Materials provided:

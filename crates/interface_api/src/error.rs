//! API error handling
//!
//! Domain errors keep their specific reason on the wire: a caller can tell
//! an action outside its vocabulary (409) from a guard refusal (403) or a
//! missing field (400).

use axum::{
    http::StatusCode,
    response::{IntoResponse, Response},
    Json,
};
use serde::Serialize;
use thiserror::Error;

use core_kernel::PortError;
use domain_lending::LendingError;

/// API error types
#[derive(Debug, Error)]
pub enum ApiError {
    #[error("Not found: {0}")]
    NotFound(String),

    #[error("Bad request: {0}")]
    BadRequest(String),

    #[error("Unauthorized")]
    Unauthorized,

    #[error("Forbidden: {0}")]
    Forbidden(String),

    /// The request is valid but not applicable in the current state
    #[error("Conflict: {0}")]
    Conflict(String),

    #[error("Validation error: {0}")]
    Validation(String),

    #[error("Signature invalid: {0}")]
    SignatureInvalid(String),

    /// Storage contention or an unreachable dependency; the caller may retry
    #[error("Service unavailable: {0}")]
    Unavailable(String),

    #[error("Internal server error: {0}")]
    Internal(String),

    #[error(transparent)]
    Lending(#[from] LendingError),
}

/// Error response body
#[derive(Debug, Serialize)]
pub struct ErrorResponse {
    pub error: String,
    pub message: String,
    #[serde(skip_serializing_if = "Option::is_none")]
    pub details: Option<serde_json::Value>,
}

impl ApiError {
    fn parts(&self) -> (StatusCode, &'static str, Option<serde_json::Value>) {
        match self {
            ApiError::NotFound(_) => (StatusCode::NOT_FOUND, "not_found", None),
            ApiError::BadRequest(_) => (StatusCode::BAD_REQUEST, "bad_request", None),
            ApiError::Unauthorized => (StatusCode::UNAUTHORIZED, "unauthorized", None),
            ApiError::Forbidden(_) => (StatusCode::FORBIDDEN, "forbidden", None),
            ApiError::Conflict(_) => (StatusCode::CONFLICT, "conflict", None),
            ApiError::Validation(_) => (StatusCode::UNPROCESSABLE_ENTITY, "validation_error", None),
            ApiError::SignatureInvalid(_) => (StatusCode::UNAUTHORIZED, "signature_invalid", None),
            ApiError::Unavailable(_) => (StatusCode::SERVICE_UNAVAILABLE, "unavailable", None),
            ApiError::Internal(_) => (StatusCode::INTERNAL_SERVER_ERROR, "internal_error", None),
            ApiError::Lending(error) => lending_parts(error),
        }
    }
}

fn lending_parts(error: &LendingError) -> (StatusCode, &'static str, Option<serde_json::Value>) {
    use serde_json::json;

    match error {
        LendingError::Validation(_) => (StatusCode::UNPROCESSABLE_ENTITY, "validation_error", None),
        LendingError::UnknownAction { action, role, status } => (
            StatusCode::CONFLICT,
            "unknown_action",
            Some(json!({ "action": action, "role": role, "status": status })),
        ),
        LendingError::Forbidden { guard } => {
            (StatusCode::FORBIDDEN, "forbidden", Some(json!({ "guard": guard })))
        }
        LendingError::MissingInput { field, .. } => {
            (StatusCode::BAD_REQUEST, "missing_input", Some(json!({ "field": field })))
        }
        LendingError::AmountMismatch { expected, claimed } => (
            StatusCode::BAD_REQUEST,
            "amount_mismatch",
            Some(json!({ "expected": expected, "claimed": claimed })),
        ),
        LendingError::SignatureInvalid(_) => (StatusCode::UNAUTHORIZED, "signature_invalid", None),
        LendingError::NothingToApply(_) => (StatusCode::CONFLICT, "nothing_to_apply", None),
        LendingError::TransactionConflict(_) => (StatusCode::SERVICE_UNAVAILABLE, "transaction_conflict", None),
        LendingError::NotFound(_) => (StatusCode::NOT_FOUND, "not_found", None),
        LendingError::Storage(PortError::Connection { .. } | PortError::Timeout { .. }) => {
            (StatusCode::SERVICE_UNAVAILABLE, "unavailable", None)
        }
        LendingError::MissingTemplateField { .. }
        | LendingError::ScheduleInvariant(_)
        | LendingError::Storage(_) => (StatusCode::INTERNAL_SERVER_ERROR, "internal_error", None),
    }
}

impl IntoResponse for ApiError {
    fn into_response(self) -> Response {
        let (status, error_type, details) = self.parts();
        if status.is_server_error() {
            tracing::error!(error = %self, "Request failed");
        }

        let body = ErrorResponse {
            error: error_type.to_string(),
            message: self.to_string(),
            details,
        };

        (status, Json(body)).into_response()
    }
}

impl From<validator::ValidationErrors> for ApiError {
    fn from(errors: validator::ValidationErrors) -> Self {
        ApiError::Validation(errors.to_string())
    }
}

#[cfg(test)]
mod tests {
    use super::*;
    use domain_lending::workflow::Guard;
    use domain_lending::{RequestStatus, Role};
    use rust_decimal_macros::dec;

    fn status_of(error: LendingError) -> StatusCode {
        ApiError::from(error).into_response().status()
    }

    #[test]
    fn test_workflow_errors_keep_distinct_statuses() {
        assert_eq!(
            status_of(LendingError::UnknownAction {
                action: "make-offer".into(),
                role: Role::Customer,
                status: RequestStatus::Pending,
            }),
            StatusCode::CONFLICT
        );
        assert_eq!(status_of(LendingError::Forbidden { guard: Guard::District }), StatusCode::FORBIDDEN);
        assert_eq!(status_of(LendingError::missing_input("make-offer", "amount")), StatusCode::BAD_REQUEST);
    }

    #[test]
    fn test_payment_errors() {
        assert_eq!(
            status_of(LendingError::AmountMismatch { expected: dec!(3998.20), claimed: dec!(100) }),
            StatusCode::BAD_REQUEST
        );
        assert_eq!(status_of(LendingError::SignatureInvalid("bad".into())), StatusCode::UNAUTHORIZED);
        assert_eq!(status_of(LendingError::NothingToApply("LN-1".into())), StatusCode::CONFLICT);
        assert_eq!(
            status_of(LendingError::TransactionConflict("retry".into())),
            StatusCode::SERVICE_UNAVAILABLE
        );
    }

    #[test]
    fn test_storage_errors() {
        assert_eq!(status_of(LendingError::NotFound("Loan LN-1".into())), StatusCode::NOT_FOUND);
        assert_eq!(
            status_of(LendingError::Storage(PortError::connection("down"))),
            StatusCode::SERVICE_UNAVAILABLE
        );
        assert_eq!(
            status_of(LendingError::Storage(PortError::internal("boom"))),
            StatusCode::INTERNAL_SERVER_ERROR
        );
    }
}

...

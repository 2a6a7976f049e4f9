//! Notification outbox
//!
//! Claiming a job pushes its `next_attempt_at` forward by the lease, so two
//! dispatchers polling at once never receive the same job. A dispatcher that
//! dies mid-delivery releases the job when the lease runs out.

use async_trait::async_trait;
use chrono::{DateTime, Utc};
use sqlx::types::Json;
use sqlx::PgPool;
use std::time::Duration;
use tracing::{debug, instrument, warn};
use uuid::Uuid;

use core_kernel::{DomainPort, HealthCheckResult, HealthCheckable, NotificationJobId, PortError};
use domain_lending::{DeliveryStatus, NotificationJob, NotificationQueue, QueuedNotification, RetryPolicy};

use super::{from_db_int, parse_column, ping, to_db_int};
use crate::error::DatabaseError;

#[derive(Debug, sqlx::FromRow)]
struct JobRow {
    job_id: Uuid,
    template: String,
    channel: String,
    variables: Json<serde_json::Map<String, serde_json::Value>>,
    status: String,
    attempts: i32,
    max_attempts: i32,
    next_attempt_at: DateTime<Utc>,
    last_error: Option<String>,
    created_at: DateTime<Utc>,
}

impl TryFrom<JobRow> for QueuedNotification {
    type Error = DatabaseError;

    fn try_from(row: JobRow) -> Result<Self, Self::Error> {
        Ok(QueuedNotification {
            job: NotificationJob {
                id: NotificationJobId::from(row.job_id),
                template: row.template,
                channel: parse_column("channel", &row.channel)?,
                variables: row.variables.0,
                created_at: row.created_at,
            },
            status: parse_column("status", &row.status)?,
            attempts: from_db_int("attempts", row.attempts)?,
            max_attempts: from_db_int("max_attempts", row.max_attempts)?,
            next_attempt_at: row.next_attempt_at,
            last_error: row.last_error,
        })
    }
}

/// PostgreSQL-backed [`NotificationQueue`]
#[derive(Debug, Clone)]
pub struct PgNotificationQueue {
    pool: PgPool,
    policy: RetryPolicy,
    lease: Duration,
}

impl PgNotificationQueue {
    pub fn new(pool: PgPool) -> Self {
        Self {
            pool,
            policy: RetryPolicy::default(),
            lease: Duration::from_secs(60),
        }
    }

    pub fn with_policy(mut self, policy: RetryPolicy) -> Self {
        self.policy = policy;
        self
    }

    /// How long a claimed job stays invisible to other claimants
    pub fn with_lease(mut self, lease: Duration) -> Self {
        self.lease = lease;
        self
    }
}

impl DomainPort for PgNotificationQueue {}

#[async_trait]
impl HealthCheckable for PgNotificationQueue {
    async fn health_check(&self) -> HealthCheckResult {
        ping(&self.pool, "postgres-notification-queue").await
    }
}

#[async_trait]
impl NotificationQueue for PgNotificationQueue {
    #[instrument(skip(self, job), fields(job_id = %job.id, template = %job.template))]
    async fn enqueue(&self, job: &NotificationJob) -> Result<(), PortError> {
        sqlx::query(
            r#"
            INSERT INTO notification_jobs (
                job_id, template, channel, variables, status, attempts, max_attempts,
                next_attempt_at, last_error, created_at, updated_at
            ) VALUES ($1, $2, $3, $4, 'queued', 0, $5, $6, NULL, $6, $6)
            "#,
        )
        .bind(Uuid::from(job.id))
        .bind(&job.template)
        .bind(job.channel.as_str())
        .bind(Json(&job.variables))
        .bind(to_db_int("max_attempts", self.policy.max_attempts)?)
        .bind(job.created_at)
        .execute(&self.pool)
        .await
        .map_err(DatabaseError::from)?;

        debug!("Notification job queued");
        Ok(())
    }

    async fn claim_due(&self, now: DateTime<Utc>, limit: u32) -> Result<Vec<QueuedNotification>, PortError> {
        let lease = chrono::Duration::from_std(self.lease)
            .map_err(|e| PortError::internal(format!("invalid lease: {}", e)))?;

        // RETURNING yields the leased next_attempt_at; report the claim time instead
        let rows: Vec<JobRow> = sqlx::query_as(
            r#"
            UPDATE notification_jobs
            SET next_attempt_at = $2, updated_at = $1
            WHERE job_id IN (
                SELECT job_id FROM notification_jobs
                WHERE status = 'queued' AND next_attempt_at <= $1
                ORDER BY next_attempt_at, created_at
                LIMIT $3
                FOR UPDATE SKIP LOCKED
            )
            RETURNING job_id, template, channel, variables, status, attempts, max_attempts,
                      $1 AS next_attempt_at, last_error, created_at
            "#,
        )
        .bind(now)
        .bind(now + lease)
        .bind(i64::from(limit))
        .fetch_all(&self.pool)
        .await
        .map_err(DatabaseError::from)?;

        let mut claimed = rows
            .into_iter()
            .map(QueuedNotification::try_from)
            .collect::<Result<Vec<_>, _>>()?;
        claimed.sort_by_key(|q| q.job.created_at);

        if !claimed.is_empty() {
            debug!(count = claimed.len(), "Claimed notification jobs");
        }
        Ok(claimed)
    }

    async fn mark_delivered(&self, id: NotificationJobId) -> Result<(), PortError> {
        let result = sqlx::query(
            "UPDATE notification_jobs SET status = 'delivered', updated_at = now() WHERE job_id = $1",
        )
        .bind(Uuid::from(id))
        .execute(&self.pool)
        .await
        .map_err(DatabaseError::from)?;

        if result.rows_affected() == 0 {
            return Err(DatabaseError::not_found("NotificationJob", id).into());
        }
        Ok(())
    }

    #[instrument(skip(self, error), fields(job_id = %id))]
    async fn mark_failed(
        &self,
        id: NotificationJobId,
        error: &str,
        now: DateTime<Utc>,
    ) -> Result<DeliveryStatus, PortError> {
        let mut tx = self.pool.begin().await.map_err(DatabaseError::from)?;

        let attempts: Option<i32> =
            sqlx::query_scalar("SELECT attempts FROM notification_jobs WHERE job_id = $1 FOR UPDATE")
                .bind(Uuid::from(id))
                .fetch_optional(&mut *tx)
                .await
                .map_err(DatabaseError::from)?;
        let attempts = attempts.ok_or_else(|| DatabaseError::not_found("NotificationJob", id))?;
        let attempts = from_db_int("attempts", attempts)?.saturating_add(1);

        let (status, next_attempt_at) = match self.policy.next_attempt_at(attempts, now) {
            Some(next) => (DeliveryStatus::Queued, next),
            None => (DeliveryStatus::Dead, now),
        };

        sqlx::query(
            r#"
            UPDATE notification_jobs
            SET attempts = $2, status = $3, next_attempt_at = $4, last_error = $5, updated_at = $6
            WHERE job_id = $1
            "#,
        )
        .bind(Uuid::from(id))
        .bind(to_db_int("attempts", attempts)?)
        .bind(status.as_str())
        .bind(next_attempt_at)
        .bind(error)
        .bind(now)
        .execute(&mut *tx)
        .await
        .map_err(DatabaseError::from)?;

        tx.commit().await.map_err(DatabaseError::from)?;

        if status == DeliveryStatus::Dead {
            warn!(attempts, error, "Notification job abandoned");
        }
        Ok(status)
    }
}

Task statement:
Total the lines in the records above that contain the string "WHERE". Write only that total.

Answer:
5